WHAT TO PRODUCE
Below are records. Find each line in them that holds the word "rule" and copy it.

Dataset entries

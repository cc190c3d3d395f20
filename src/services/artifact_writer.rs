//! 产物写入服务 - 业务能力层
//!
//! 只负责"把记录写成产物"能力：JSON、整理稿、错误标记、解释稿。
//! 路径推导也在这里，流程层只拿到现成的路径。

use chrono::{DateTime, Utc};
use tracing::debug;

use crate::config::Config;
use crate::error::AppResult;
use crate::infrastructure::{content_type_for, BlobStore};
use crate::models::{ExplanationRecord, QuestionRecord, SourceFormat};
use crate::services::segmenter::DELIMITER;

/// 没有解析出任何题目时，错误标记的内容
pub const NO_QUESTIONS_MARKER: &str = "No questions parsed";

const EXPLANATION_TITLE: &str = "AI-GENERATED EXPLANATIONS";

/// 阶段 A 的三个产物路径
#[derive(Debug, Clone, PartialEq, Eq)]
pub struct CleanPaths {
    /// `clean/<path>.json`
    pub json: String,
    /// `clean/<path>_clean.txt`
    pub text: String,
    /// `clean/<path>.<ext>.err.txt`
    pub error_marker: String,
}

impl CleanPaths {
    /// 由 `input/` 下的对象名推导
    pub fn for_input(object_name: &str, config: &Config) -> Self {
        let relative = object_name
            .strip_prefix(&config.input_prefix)
            .unwrap_or(object_name);
        let base = format!("{}{}", config.clean_prefix, relative);
        let stem = strip_extension(&base);
        Self {
            json: format!("{}.json", stem),
            text: format!("{}_clean.txt", stem),
            error_marker: format!("{}.err.txt", base),
        }
    }
}

/// 阶段 B 的产物路径：`clean/<path>` → `explained/<path>.txt`
pub fn explained_path(object_name: &str, config: &Config) -> String {
    let relative = object_name
        .strip_prefix(&config.clean_prefix)
        .unwrap_or(object_name);
    format!("{}{}.txt", config.explained_prefix, relative)
}

/// 去掉最后一个 `.` 之后的扩展名（只看文件名部分）
fn strip_extension(path: &str) -> &str {
    let file_start = path.rfind('/').map_or(0, |i| i + 1);
    match path[file_start..].rfind('.') {
        Some(dot) if dot > 0 => &path[..file_start + dot],
        _ => path,
    }
}

/// 整理稿文本
///
/// 每道题：`Question N:`、题干、`Options:`、按字母排序的选项、两条分隔线、
/// `Suggested Answer: X`。片段之间用换行连接。
pub fn render_records_text(records: &[QuestionRecord]) -> String {
    let mut pieces = Vec::new();
    for record in records {
        pieces.push(format!(
            "Question {}:\n{}\n\nOptions:\n",
            record.number, record.question_text
        ));
        for (letter, text) in &record.options {
            pieces.push(format!("{}. {}\n", letter, text));
        }
        pieces.push(DELIMITER.to_string());
        pieces.push(DELIMITER.to_string());
        pieces.push(format!("Suggested Answer: {}\n\n", record.suggested_answer));
    }
    pieces.join("\n")
}

/// 解释稿的头部
pub fn render_explanation_header(
    source: &str,
    format: SourceFormat,
    generated_at: DateTime<Utc>,
) -> String {
    format!(
        "{rule}\n{title}\n{rule}\nGenerated: {time}\nSource: {source}\nFormat: {format}\n{rule}\n\n",
        rule = DELIMITER,
        title = EXPLANATION_TITLE,
        time = generated_at.format("%Y-%m-%d %H:%M:%S UTC"),
        source = source,
        format = format,
    )
}

/// 单道题的解释段落
pub fn render_section(item: &ExplanationRecord) -> String {
    let record = &item.record;
    let mut section = format!(
        "{}\nQuestion {}:\n{}\n\n",
        DELIMITER, record.number, record.question_text
    );
    if !record.options.is_empty() {
        section.push_str("Options:\n");
        for (letter, text) in &record.options {
            section.push_str(&format!("{}. {}\n", letter, text));
        }
        section.push('\n');
    }
    section.push_str(&format!(
        "Suggested Answer: {}\n\nExplanation:\n{}\n\n",
        record.suggested_answer, item.explanation
    ));
    section
}

/// 产物写入服务
///
/// 职责：
/// - 序列化记录并写入桶
/// - 解释稿按批次追加
/// - 不关心记录从哪里来
pub struct ArtifactWriter<'a> {
    store: &'a dyn BlobStore,
}

impl<'a> ArtifactWriter<'a> {
    pub fn new(store: &'a dyn BlobStore) -> Self {
        Self { store }
    }

    /// 写入 JSON 产物（缩进两格）
    pub fn write_records_json(&self, path: &str, records: &[QuestionRecord]) -> AppResult<()> {
        let content = serde_json::to_string_pretty(records)?;
        self.store
            .write(path, content.as_bytes(), content_type_for(path))?;
        debug!("写入 JSON: {} ({} 条)", path, records.len());
        Ok(())
    }

    /// 写入整理稿
    pub fn write_records_text(&self, path: &str, records: &[QuestionRecord]) -> AppResult<()> {
        let content = render_records_text(records);
        self.store
            .write(path, content.as_bytes(), content_type_for(path))?;
        debug!("写入整理稿: {}", path);
        Ok(())
    }

    /// 写入错误标记
    pub fn write_error_marker(&self, path: &str) -> AppResult<()> {
        self.store
            .write(path, NO_QUESTIONS_MARKER.as_bytes(), content_type_for(path))
    }

    /// 创建（覆盖）解释稿，只含头部
    pub fn start_explanations(
        &self,
        path: &str,
        source: &str,
        format: SourceFormat,
    ) -> AppResult<()> {
        let header = render_explanation_header(source, format, Utc::now());
        self.store
            .write(path, header.as_bytes(), content_type_for(path))
    }

    /// 把一个批次追加到解释稿末尾
    ///
    /// 读出已有内容、拼接、整体写回。同一路径同一时间只允许一个写入者。
    pub fn append_batch(&self, path: &str, batch: &[ExplanationRecord]) -> AppResult<()> {
        let mut content = if self.store.exists(path)? {
            self.store.read_text(path)?
        } else {
            String::new()
        };
        for item in batch {
            content.push_str(&render_section(item));
        }
        self.store
            .write(path, content.as_bytes(), content_type_for(path))?;
        debug!("追加 {} 条解释到 {}", batch.len(), path);
        Ok(())
    }
}

#[cfg(test)]
mod tests {
    use super::*;
    use crate::infrastructure::MemoryBlobStore;
    use crate::models::Options;
    use chrono::TimeZone;

    fn record(number: usize) -> QuestionRecord {
        let mut options = Options::new();
        options.insert('B', "Refraction".to_string());
        options.insert('A', "Rayleigh scattering".to_string());
        QuestionRecord {
            number,
            question_text: "Why is the sky blue?".to_string(),
            options,
            suggested_answer: "A".to_string(),
            raw_source: String::new(),
        }
    }

    #[test]
    fn test_clean_paths() {
        let config = Config::default();
        let paths = CleanPaths::for_input("input/az900/dump.txt", &config);
        assert_eq!(paths.json, "clean/az900/dump.json");
        assert_eq!(paths.text, "clean/az900/dump_clean.txt");
        assert_eq!(paths.error_marker, "clean/az900/dump.txt.err.txt");

        let bare = CleanPaths::for_input("input/v1.2/noext", &config);
        assert_eq!(bare.json, "clean/v1.2/noext.json");
    }

    #[test]
    fn test_explained_path() {
        let config = Config::default();
        assert_eq!(explained_path("clean/a/dump.json", &config), "explained/a/dump.json.txt");
    }

    #[test]
    fn test_render_records_text_layout() {
        let text = render_records_text(&[record(1)]);
        let expected = format!(
            "Question 1:\nWhy is the sky blue?\n\nOptions:\n\nA. Rayleigh scattering\n\nB. Refraction\n\n{d}\n{d}\nSuggested Answer: A\n\n",
            d = DELIMITER
        );
        assert_eq!(text, expected);
    }

    #[test]
    fn test_header_contains_metadata() {
        let at = Utc.with_ymd_and_hms(2024, 5, 1, 12, 30, 0).unwrap();
        let header = render_explanation_header("clean/a.json", SourceFormat::StructuredList, at);
        assert!(header.starts_with(DELIMITER));
        assert!(header.contains("Generated: 2024-05-01 12:30:00 UTC"));
        assert!(header.contains("Source: clean/a.json"));
        assert!(header.contains("Format: structured list"));
    }

    #[test]
    fn test_append_batch_accumulates_in_order() {
        let store = MemoryBlobStore::new("mem");
        let writer = ArtifactWriter::new(&store);
        let path = "explained/a.json.txt";

        writer
            .start_explanations(path, "clean/a.json", SourceFormat::StructuredList)
            .unwrap();
        for number in 1..=3 {
            let item = ExplanationRecord {
                record: record(number),
                explanation: format!("explanation {}", number),
            };
            writer.append_batch(path, &[item]).unwrap();
        }

        let content = store.read_text(path).unwrap();
        let first = content.find("Question 1:").unwrap();
        let second = content.find("Question 2:").unwrap();
        let third = content.find("Question 3:").unwrap();
        assert!(first < second && second < third);
        assert!(content.contains("Explanation:\nexplanation 2\n"));
        assert_eq!(store.content_type(path).as_deref(), Some("text/plain; charset=utf-8"));
    }

    #[test]
    fn test_json_and_marker() {
        let store = MemoryBlobStore::new("mem");
        let writer = ArtifactWriter::new(&store);
        writer.write_records_json("clean/a.json", &[record(1)]).unwrap();
        writer.write_error_marker("clean/b.txt.err.txt").unwrap();

        let parsed: Vec<QuestionRecord> =
            serde_json::from_str(&store.read_text("clean/a.json").unwrap()).unwrap();
        assert_eq!(parsed[0].question_text, "Why is the sky blue?");
        assert_eq!(store.read_text("clean/b.txt.err.txt").unwrap(), NO_QUESTIONS_MARKER);
    }
}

PROBLEM SOLUTION
        "{rule}\n{title}\n{rule}\nGenerated: {time}\nSource: {source}\nFormat: {format}\n{rule}\n\n",
        rule = DELIMITER,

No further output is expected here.